Brief:
Search the records below for the word "oneshot" and show every line where it occurs.
Segment Start: Supplied material
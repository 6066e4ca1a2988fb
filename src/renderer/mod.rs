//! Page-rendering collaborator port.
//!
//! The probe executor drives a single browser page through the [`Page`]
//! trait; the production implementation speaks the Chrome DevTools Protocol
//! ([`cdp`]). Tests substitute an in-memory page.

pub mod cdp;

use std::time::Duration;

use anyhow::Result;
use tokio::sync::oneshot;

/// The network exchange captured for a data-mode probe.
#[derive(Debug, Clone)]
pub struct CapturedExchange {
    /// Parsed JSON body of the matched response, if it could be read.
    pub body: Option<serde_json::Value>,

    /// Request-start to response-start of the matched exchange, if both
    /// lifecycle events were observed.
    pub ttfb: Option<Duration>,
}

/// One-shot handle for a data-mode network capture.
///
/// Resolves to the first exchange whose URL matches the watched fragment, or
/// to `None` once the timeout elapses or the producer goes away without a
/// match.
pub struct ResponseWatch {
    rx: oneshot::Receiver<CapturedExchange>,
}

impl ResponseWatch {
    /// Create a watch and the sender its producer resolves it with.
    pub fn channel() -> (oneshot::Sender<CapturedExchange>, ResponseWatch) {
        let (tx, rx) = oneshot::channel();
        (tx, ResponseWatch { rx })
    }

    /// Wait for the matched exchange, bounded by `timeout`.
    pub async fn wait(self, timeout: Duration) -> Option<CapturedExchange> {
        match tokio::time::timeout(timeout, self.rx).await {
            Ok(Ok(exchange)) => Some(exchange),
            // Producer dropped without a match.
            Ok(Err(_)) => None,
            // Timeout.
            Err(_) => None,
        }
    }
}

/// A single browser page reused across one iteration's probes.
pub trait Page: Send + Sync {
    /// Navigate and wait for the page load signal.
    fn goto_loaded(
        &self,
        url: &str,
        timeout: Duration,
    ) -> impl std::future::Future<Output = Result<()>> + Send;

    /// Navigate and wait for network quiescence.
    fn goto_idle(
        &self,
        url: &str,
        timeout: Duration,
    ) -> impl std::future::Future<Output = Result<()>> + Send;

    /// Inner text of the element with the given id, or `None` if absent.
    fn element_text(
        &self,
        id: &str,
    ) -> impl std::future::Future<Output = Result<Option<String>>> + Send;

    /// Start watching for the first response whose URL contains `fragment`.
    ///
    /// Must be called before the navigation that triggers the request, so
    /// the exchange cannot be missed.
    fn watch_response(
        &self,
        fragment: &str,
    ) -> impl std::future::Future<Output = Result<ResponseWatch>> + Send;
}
Segment End: Supplied material
Exercise solution:
use tokio::sync::oneshot;
    rx: oneshot::Receiver<CapturedExchange>,
    pub fn channel() -> (oneshot::Sender<CapturedExchange>, ResponseWatch) {
        let (tx, rx) = oneshot::channel();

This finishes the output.